The Senate took up the defense authorization on Thursday with the initial procedural vote, which gives Johnson the weekend to try to smooth ruffled feathers and get the bill done on their side next week, likely the last substantive thing that will happen before they leave for Christmas.
That’s the worry for Ukraine and other countries in need of aid: that the House will leave town before the Senate passes its $110.5 billion supplemental foreign assistance package for Ukraine, Israel, and Taiwan. There’s been no advance in the stalemate on that issue since GOP senators threw their border security tantrum Tuesday. It’s looking likelier by the day that the urgently needed aid for Ukraine is not going to be passed before the end of the year.
And when Congress returns in January, as Democratic Sen. Patty Murray of Washington reminds everyone, they’re going to have to get serious about passing government funding. Her concern is that Johnson’s supposed fallback proposal—to just extend current funding until the end of the fiscal year—will end up being the default. "It’s dangerous and a non-starter," the Senate Appropriations Committee chair told Politico Wednesday. "Everybody needs to understand that it’s dangerous, and we can’t go there."

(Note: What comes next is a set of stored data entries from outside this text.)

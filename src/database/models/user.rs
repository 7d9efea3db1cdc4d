use serde::{Deserialize, Serialize};
use sqlx::FromRow;

pub const ADMIN_ROLE: &str = "admin";
pub const DEFAULT_ROLE: &str = "user";

/// Account row. `password` always holds the salted hash, never plaintext.
#[derive(Debug, Clone, Serialize, Deserialize, FromRow)]
pub struct User {
    pub id: i64,
    pub login: String,
    #[serde(skip_serializing)]
    pub password: String,
}

#[derive(Debug, Clone, PartialEq, Eq, Serialize, Deserialize, FromRow)]
pub struct Role {
    pub id: i64,
    pub name: String,
}

impl Role {
    pub fn is_admin(&self) -> bool {
        self.name == ADMIN_ROLE
    }
}
use std::sync::Arc;

use crate::database::models::{Actor, ActorFilm};
use crate::database::ActorRepository;

use super::{ServiceError, ServiceResult};

#[derive(Clone)]
pub struct ActorService {
    repo: Arc<dyn ActorRepository>,
}

impl ActorService {
    pub fn new(repo: Arc<dyn ActorRepository>) -> Self {
        Self { repo }
    }

    pub async fn list(&self) -> ServiceResult<Vec<Actor>> {
        Ok(self.repo.list().await?)
    }

    pub async fn list_with_films(&self) -> ServiceResult<Vec<ActorFilm>> {
        Ok(self.repo.list_with_films().await?)
    }

    pub async fn get(&self, id: i64) -> ServiceResult<Actor> {
        Ok(self.repo.get(id).await?)
    }

    pub async fn create(&self, actor: Actor) -> ServiceResult<i64> {
        if !actor.is_valid() {
            return Err(ServiceError::Validation("actor is not valid".to_string()));
        }
        let id = self.repo.create(&actor).await?;
        tracing::info!("Created actor {} ({} {})", id, actor.name, actor.surname);
        Ok(id)
    }

    /// Full replace of the mutable fields of actor `id`.
    pub async fn update(&self, id: i64, mut actor: Actor) -> ServiceResult<()> {
        actor.id = id;
        if !actor.is_valid() {
            return Err(ServiceError::Validation("actor is not valid".to_string()));
        }
        let touched = self.repo.update(&actor).await?;
        if touched == 0 {
            tracing::warn!("Update of actor {} matched no rows", id);
        }
        Ok(())
    }

    pub async fn delete(&self, id: i64) -> ServiceResult<()> {
        let removed = self.repo.delete(id).await?;
        if removed == 0 {
            tracing::warn!("Delete of actor {} matched no rows", id);
        } else {
            tracing::info!("Deleted actor {}", id);
        }
        Ok(())
    }
}
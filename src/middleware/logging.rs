use axum::{extract::Request, middleware::Next, response::Response};
use std::time::Instant;

/// Logs method, URI, status and latency of every request.
pub async fn log_requests(request: Request, next: Next) -> Response {
    let method = request.method().clone();
    let uri = request.uri().clone();
    let started = Instant::now();

    let response = next.run(request).await;

    tracing::info!(
        "Request is \"{}\". Method is {} -> {} in {:?}",
        uri,
        method,
        response.status().as_u16(),
        started.elapsed()
    );
    response
}
// handlers/protected/mod.rs - Protected handlers (bearer token required)
//
// Reads are open to any authenticated user. Mutations take an `AdminUser`
// extractor, which rejects callers without the admin role.

pub mod actor;
pub mod film;
use async_trait::async_trait;
use std::sync::Arc;

use crate::database::actors::PgActorRepository;
use crate::database::films::PgFilmRepository;
use crate::database::manager::{DatabaseError, DatabaseManager};
use crate::database::models::{Actor, ActorFilm, Film, Role, User};
use crate::database::query_builder::{FilmOrder, SortDirection};
use crate::database::users::PgUserRepository;

#[async_trait]
pub trait ActorRepository: Send + Sync {
    async fn list(&self) -> Result<Vec<Actor>, DatabaseError>;

    /// Every actor that has at least one film, with its films attached.
    async fn list_with_films(&self) -> Result<Vec<ActorFilm>, DatabaseError>;

    async fn get(&self, id: i64) -> Result<Actor, DatabaseError>;

    /// Inserts the actor and returns the assigned id. `actor.id` is ignored.
    async fn create(&self, actor: &Actor) -> Result<i64, DatabaseError>;

    /// Replaces the mutable fields of the row keyed by `actor.id`.
    /// Returns the number of rows touched.
    async fn update(&self, actor: &Actor) -> Result<u64, DatabaseError>;

    /// Removes the actor's association rows, then the actor, atomically.
    /// Returns the number of actor rows removed.
    async fn delete(&self, id: i64) -> Result<u64, DatabaseError>;
}

#[async_trait]
pub trait FilmRepository: Send + Sync {
    /// Case-insensitive substring match on title.
    async fn search_by_title(&self, title: &str) -> Result<Vec<Film>, DatabaseError>;

    async fn list_sorted(
        &self,
        order: FilmOrder,
        direction: SortDirection,
    ) -> Result<Vec<Film>, DatabaseError>;

    async fn search_sorted(
        &self,
        title: &str,
        order: FilmOrder,
        direction: SortDirection,
    ) -> Result<Vec<Film>, DatabaseError>;

    async fn get(&self, id: i64) -> Result<Film, DatabaseError>;

    async fn create(&self, film: &Film) -> Result<i64, DatabaseError>;

    async fn update(&self, film: &Film) -> Result<u64, DatabaseError>;

    async fn delete(&self, id: i64) -> Result<u64, DatabaseError>;

    /// Actors whose name, surname or patronymic contains `needle`
    /// (case-insensitive), each with all of its films.
    async fn search_with_actor(&self, needle: &str) -> Result<Vec<ActorFilm>, DatabaseError>;

    /// Links every actor in `actor_ids` to the film, in one transaction.
    async fn add_actors(&self, film_id: i64, actor_ids: &[i64]) -> Result<(), DatabaseError>;
}

#[async_trait]
pub trait UserRepository: Send + Sync {
    /// Inserts the user (password already hashed) and links it to the named
    /// role. Fails with `NotFound` when the role does not exist.
    async fn create_user(&self, user: &User, role: &str) -> Result<i64, DatabaseError>;

    async fn find_by_credentials(
        &self,
        login: &str,
        password_hash: &str,
    ) -> Result<Option<User>, DatabaseError>;

    async fn roles_for_user(&self, user_id: i64) -> Result<Vec<Role>, DatabaseError>;
}

#[async_trait]
pub trait StorageHealth: Send + Sync {
    async fn ping(&self) -> Result<(), DatabaseError>;
}

#[async_trait]
impl StorageHealth for DatabaseManager {
    async fn ping(&self) -> Result<(), DatabaseError> {
        self.health_check().await
    }
}

/// Every repository the services need, behind trait objects.
#[derive(Clone)]
pub struct Storage {
    pub actors: Arc<dyn ActorRepository>,
    pub films: Arc<dyn FilmRepository>,
    pub users: Arc<dyn UserRepository>,
    pub health: Arc<dyn StorageHealth>,
}

impl Storage {
    pub fn postgres(manager: DatabaseManager) -> Self {
        let pool = manager.pool().clone();
        Self {
            actors: Arc::new(PgActorRepository::new(pool.clone())),
            films: Arc::new(PgFilmRepository::new(pool.clone())),
            users: Arc::new(PgUserRepository::new(pool)),
            health: Arc::new(manager),
        }
    }
}
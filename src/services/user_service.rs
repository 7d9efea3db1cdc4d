use std::sync::Arc;

use crate::auth::{PasswordHasher, TokenIssuer};
use crate::database::models::User;
use crate::database::UserRepository;

use super::{ServiceError, ServiceResult};

/// Accounts, credentials and role checks.
#[derive(Clone)]
pub struct UserService {
    repo: Arc<dyn UserRepository>,
    tokens: TokenIssuer,
    hasher: PasswordHasher,
}

impl UserService {
    pub fn new(repo: Arc<dyn UserRepository>, tokens: TokenIssuer, hasher: PasswordHasher) -> Self {
        Self { repo, tokens, hasher }
    }

    /// Registers `login` with the named role. The role must already exist.
    pub async fn create_user(&self, login: &str, password: &str, role: &str) -> ServiceResult<i64> {
        if login.is_empty() || password.is_empty() {
            return Err(ServiceError::Validation("login and password are required".to_string()));
        }

        let user = User {
            id: 0,
            login: login.to_string(),
            password: self.hasher.hash(password),
        };
        let id = self.repo.create_user(&user, role).await?;
        tracing::info!("Registered user {} ({}) with role '{}'", id, login, role);
        Ok(id)
    }

    /// Checks the credentials and returns a signed token for the user.
    pub async fn generate_token(&self, login: &str, password: &str) -> ServiceResult<String> {
        let hash = self.hasher.hash(password);
        let user = self
            .repo
            .find_by_credentials(login, &hash)
            .await?
            .ok_or(ServiceError::InvalidCredentials)?;

        Ok(self.tokens.issue(user.id)?)
    }

    pub fn parse_token(&self, token: &str) -> ServiceResult<i64> {
        Ok(self.tokens.parse(token)?)
    }

    /// True iff one of the user's roles is "admin". A user without any role
    /// is an error, not a plain `false`.
    pub async fn is_admin(&self, user_id: i64) -> ServiceResult<bool> {
        let roles = self.repo.roles_for_user(user_id).await?;
        if roles.is_empty() {
            return Err(ServiceError::NotFound(format!("roles for user {}", user_id)));
        }
        Ok(roles.iter().any(|r| r.is_admin()))
    }
}
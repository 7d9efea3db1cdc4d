use axum::{
    async_trait,
    extract::{FromRequestParts, Request, State},
    http::{header, request::Parts, HeaderMap},
    middleware::Next,
    response::Response,
};

use crate::error::{ApiError, PERMISSION_DENIED};
use crate::AppState;

/// Caller identity established from a valid bearer token
#[derive(Clone, Copy, Debug, PartialEq, Eq)]
pub struct AuthUser {
    pub user_id: i64,
}

/// Bearer-token middleware: rejects the request with 401 unless the
/// `Authorization` header carries a valid token, then injects [`AuthUser`].
pub async fn identity(
    State(state): State<AppState>,
    mut request: Request,
    next: Next,
) -> Result<Response, ApiError> {
    let token = extract_bearer_token(request.headers())?;

    let user_id = state.services.users.parse_token(token).map_err(|e| {
        tracing::warn!("HTTP 401 - {}. Message: Can't parse token", e);
        ApiError::unauthorized("Can't parse token")
    })?;

    request.extensions_mut().insert(AuthUser { user_id });

    Ok(next.run(request).await)
}

/// Extract the token from `Authorization: Bearer <token>`
fn extract_bearer_token(headers: &HeaderMap) -> Result<&str, ApiError> {
    let auth_header = match headers.get(header::AUTHORIZATION) {
        Some(value) if !value.is_empty() => value,
        _ => return Err(ApiError::unauthorized("empty auth header")),
    };

    let auth_str = auth_header
        .to_str()
        .map_err(|_| ApiError::unauthorized("invalid auth header"))?;

    let parts: Vec<&str> = auth_str.split(' ').collect();
    if parts.len() != 2 || parts[0] != "Bearer" {
        return Err(ApiError::unauthorized("invalid auth header"));
    }
    if parts[1].is_empty() {
        return Err(ApiError::unauthorized("token is empty"));
    }

    Ok(parts[1])
}

/// Admin gate. Resolving this extractor requires [`identity`] to have run and
/// the caller to hold the "admin" role.
#[derive(Clone, Copy, Debug)]
pub struct AdminUser(pub AuthUser);

#[async_trait]
impl FromRequestParts<AppState> for AdminUser {
    type Rejection = ApiError;

    async fn from_request_parts(parts: &mut Parts, state: &AppState) -> Result<Self, Self::Rejection> {
        let user = parts
            .extensions
            .get::<AuthUser>()
            .copied()
            .ok_or_else(|| ApiError::unauthorized("empty auth header"))?;

        match state.services.users.is_admin(user.user_id).await {
            Ok(true) => Ok(AdminUser(user)),
            Ok(false) => {
                tracing::warn!("User {} is not an admin", user.user_id);
                Err(ApiError::forbidden())
            }
            Err(e) => Err(ApiError::service(e, PERMISSION_DENIED)),
        }
    }
}
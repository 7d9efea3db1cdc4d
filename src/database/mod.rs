pub mod actors;
pub mod aggregate;
pub mod films;
pub mod manager;
pub mod models;
pub mod query_builder;
pub mod repository;
pub mod users;

pub use manager::{DatabaseError, DatabaseManager};
pub use repository::{ActorRepository, FilmRepository, Storage, StorageHealth, UserRepository};
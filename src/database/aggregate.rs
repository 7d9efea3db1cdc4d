use chrono::NaiveDate;
use sqlx::FromRow;
use std::collections::HashMap;

use super::models::{Actor, ActorFilm, Film};

/// One (actor, film) pair as returned by the actor/film join.
#[derive(Debug, Clone, FromRow)]
pub struct ActorFilmRow {
    pub actor_id: i64,
    pub name: String,
    pub surname: String,
    pub patronymic: Option<String>,
    pub birthday: Option<NaiveDate>,
    pub sex: String,
    pub actor_information: Option<String>,
    pub film_id: i64,
    pub title: String,
    pub year: i32,
    pub film_information: Option<String>,
    pub rating: Option<f64>,
}

impl ActorFilmRow {
    fn split(self) -> (Actor, Film) {
        let actor = Actor {
            id: self.actor_id,
            name: self.name,
            surname: self.surname,
            patronymic: self.patronymic,
            birthday: self.birthday,
            sex: self.sex,
            information: self.actor_information,
        };
        let film = Film {
            id: self.film_id,
            title: self.title,
            year: self.year,
            information: self.film_information,
            rating: self.rating,
        };
        (actor, film)
    }
}

/// Folds join rows into one entry per actor.
///
/// Actors come out in first-seen order and each film list keeps row arrival
/// order.
#[derive(Debug, Default)]
pub struct ActorFilmAggregator {
    index: HashMap<i64, usize>,
    entries: Vec<ActorFilm>,
}

impl ActorFilmAggregator {
    pub fn push(&mut self, row: ActorFilmRow) {
        let (actor, film) = row.split();
        match self.index.get(&actor.id) {
            Some(&pos) => self.entries[pos].films.push(film),
            None => {
                self.index.insert(actor.id, self.entries.len());
                self.entries.push(ActorFilm { actor, films: vec![film] });
            }
        }
    }

    pub fn finish(self) -> Vec<ActorFilm> {
        self.entries
    }
}

impl FromIterator<ActorFilmRow> for ActorFilmAggregator {
    fn from_iter<I: IntoIterator<Item = ActorFilmRow>>(iter: I) -> Self {
        let mut agg = Self::default();
        for row in iter {
            agg.push(row);
        }
        agg
    }
}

She’s right to be worried. The budget agreement that President Joe Biden and former Speaker Kevin McCarthy made back in May tried to avert just that eventuality by levying cuts if lawmakers extended funding with continuing resolutions. The $777 billion now budgeted for non-defense programs would plummet to $704 billion if regular funding bills aren’t passed.
Murray is also right to be worried that it’s Johnson in charge of figuring this out for the House. His combination of inexperience and arrogance makes him an unpredictable and dangerous negotiating partner.